Sunday, May 14, 2006

The Blues



Blogging is still new to me; I haven't figured it out. Opening up the Blogger Dashboard and spewing thoughts into the blank probably isn't the best plan, nevertheless what I do. My last post was about incompetence. I had intended to include a bunch of links to neat "how to do things" pages. I suppose the impetus to link to them and the connection to the theme of incompetence is that I don't know how to do so many things; not the least of them is how to get people to grab their own Party Hat for Potash. And that in some ways informative Web pages solve the problem of my incompetence. But I couldn't figure out how to make those links fit. Writing the post made me reconsider the direction; I never know where these posts are headed.

Today I begin with the blues. I love Blues music, but I'm thinking of my garden now. Very early in the spring there is a riot of yellow and then a pause and then for a time blue flowers dominate. The blues period in the garden is a bit of quiet before the many colors of the summer display. When we first moved here there was a clump of blue German Iris by the house. These have been spread around and in some years at least make quite a display. I see now the tight buds on long stems around the garden and I'm anticipating them. But already there are so many blue flowers of other sorts. Flowers in the picture are Endymion Hispanicus--clicking on the link you might notice The Plant Expert calls them Scillia Hispanicus. Taxonomist keep changing the names. They are commonly called "bluebells" and are closely related to English bluebells. Another common name is Spanish Squill which I say often because for some reason enjoy saying "squill."

I enjoy so many of the blue flowers out now because they compete well with the weeds, especially Quackgrass. Many of them don't flower long, so this period of blue dominance in the garden is notable because it's brief. June is a month apart. I don't remember who said it, but said that June is the season of grass. I look forward to the roses too.
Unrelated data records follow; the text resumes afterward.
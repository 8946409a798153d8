//! Errors raised while pushing a theme into the widget frame.
//!
//! None of these reach the host page. [`crate::sync::ThemeSynchronizer::synchronize`]
//! logs and swallows them.

/// Failure modes of a single theme sync pass.
#[derive(Debug, Clone, PartialEq, Eq, thiserror::Error)]
pub enum SyncError {
    /// No element matched the frame selector.
    #[error("embedded frame not found")]
    FrameMissing,

    /// The frame element exists but has no browsing context yet.
    #[error("embedded frame has no content window")]
    NoContentWindow,

    /// The theme message could not be encoded.
    #[error("theme message encode failed: {0}")]
    Encode(String),

    /// `postMessage` rejected the payload.
    #[error("postMessage failed: {0}")]
    Post(String),

    /// A configuration override could not be parsed.
    #[error("config parse failed: {0}")]
    ConfigParse(String),
}
//! Keeps the embedded utterances comment widget in step with the site's
//! light/dark color mode.
//!
//! The site's color-mode toggle writes a preference to `localStorage`. This
//! crate reads that preference, maps it to one of the two widget themes, and
//! posts a `set-theme` message into the widget's iframe. It runs once shortly
//! after page load and again after every click on the toggle control.
//!
//! ## Module layout
//!
//! | Module | Role |
//! |--------|------|
//! | [`theme`] | Color mode and widget theme enums |
//! | [`message`] | The `set-theme` wire message |
//! | [`config`] | Storage key, selectors, origin and delays |
//! | [`ports`] | Traits for storage, frame lookup, clicks and timers |
//! | [`sync`] | [`sync::ThemeSynchronizer`], one read-map-post pass |
//! | [`triggers`] | Load-time and click-time scheduling |
//! | `browser` | `web-sys` adapters and the wasm entry point (feature `browser`) |
//!
//! Everything except `browser` is plain Rust and is tested natively with
//! in-memory fakes.

pub mod config;
pub mod error;
pub mod message;
pub mod ports;
pub mod sync;
pub mod theme;
pub mod triggers;

#[cfg(feature = "browser")]
pub mod browser;

#[cfg(test)]
mod test_support;

pub use config::SyncConfig;
pub use error::SyncError;
pub use message::ThemeMessage;
pub use sync::ThemeSynchronizer;
pub use theme::{ColorMode, WidgetTheme};
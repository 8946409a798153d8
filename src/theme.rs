//! Site color mode and the widget theme it selects.

#[cfg(test)]
#[path = "theme_test.rs"]
mod theme_test;

use std::fmt;

use serde::Serialize;

/// The site's display preference as written by its color-mode toggle.
#[derive(Debug, Clone, Copy, PartialEq, Eq)]
pub enum ColorMode {
    Lit,
    Dark,
}

impl ColorMode {
    /// Interpret a stored preference value.
    ///
    /// Only an exact match of `lit_value` means light mode. An absent key,
    /// an empty string, or any other value means dark mode.
    #[must_use]
    pub fn from_stored(stored: Option<&str>, lit_value: &str) -> Self {
        match stored {
            Some(value) if value == lit_value => Self::Lit,
            _ => Self::Dark,
        }
    }
}

/// Theme names understood by the utterances widget.
#[derive(Debug, Clone, Copy, PartialEq, Eq, Serialize)]
pub enum WidgetTheme {
    #[serde(rename = "github-light")]
    GithubLight,
    #[serde(rename = "icy-dark")]
    IcyDark,
}

impl WidgetTheme {
    #[must_use]
    pub fn for_mode(mode: ColorMode) -> Self {
        match mode {
            ColorMode::Lit => Self::GithubLight,
            ColorMode::Dark => Self::IcyDark,
        }
    }

    /// Wire name sent to the widget.
    #[must_use]
    pub fn as_str(self) -> &'static str {
        match self {
            Self::GithubLight => "github-light",
            Self::IcyDark => "icy-dark",
        }
    }
}

impl fmt::Display for WidgetTheme {
    fn fmt(&self, f: &mut fmt::Formatter<'_>) -> fmt::Result {
        f.write_str(self.as_str())
    }
}
//! Backend status vocabulary normalization.

use crate::job::types::JobStatus;

/// Maps a backend's raw status string onto the normalized set.
///
/// Case-insensitive. The two backends use disjoint but overlapping
/// vocabularies (`starting` vs `queued`, `completed` vs `succeeded`); callers
/// must only ever branch on the normalized value so adapters stay swappable.
/// An unrecognized status passes through unchanged as [`JobStatus::Other`].
pub fn normalize(raw: &str) -> JobStatus {
    match raw.to_ascii_lowercase().as_str() {
        "starting" | "processing" | "queued" | "in_progress" => JobStatus::Processing,
        "succeeded" | "completed" => JobStatus::Succeeded,
        "failed" => JobStatus::Failed,
        "canceled" | "cancelled" => JobStatus::Canceled,
        _ => JobStatus::Other(raw.to_string()),
    }
}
The heavy clay soil and frequent freezing and thawing makes growing roses here chancy. Many of the old roses do quite well and most of them have but one glorious blooming time in the month of June. This blue phase in my garden, is a period of repose that anticipates the summer blooms.

After my mother's funeral everyone was invited back to the house. That was early spring a few years ago and only a few crocus were blooming in the garden. A friend came in the house and said to me: "What, did your mother reserve all rights to the color blue?" I smiled then and smile now recognizing on this Mother's Day that the blue phase of the garden is on account of her. All my garden plans are haphazard, but the abundance of blue flowers results from wanting to please her. She was a stickler about blue too. Many blue flowers tend towards the red and she found that a defect which I barely notice.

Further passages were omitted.